*** Supplied information Section Begins ***

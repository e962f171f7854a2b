use chrono::{DateTime, Utc};
use serde::{Deserialize, Serialize};

/// Publication state shared by categories, locations and posts.
#[derive(Debug, Clone, Copy, PartialEq, Eq, Serialize, Deserialize)]
pub(crate) struct Publication {
    pub(crate) is_published: bool,
    pub(crate) created_at: DateTime<Utc>,
}

impl Publication {
    pub(crate) fn new(is_published: bool, created_at: DateTime<Utc>) -> Self {
        Self {
            is_published,
            created_at,
        }
    }

    #[cfg(test)]
    pub(crate) fn published_at(created_at: DateTime<Utc>) -> Self {
        Self::new(true, created_at)
    }
}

*** Supplied information Section Ends ***

• [What to do] Each line, beginning at the one that contains "pub(crate) struct Publication" and continuing through the end of the records, must be written out exactly, first and last included.

• [Reply to the task]
pub(crate) struct Publication {
    pub(crate) is_published: bool,
    pub(crate) created_at: DateTime<Utc>,
}

impl Publication {
    pub(crate) fn new(is_published: bool, created_at: DateTime<Utc>) -> Self {
        Self {
            is_published,
            created_at,
        }
    }

    #[cfg(test)]
    pub(crate) fn published_at(created_at: DateTime<Utc>) -> Self {
        Self::new(true, created_at)
    }
}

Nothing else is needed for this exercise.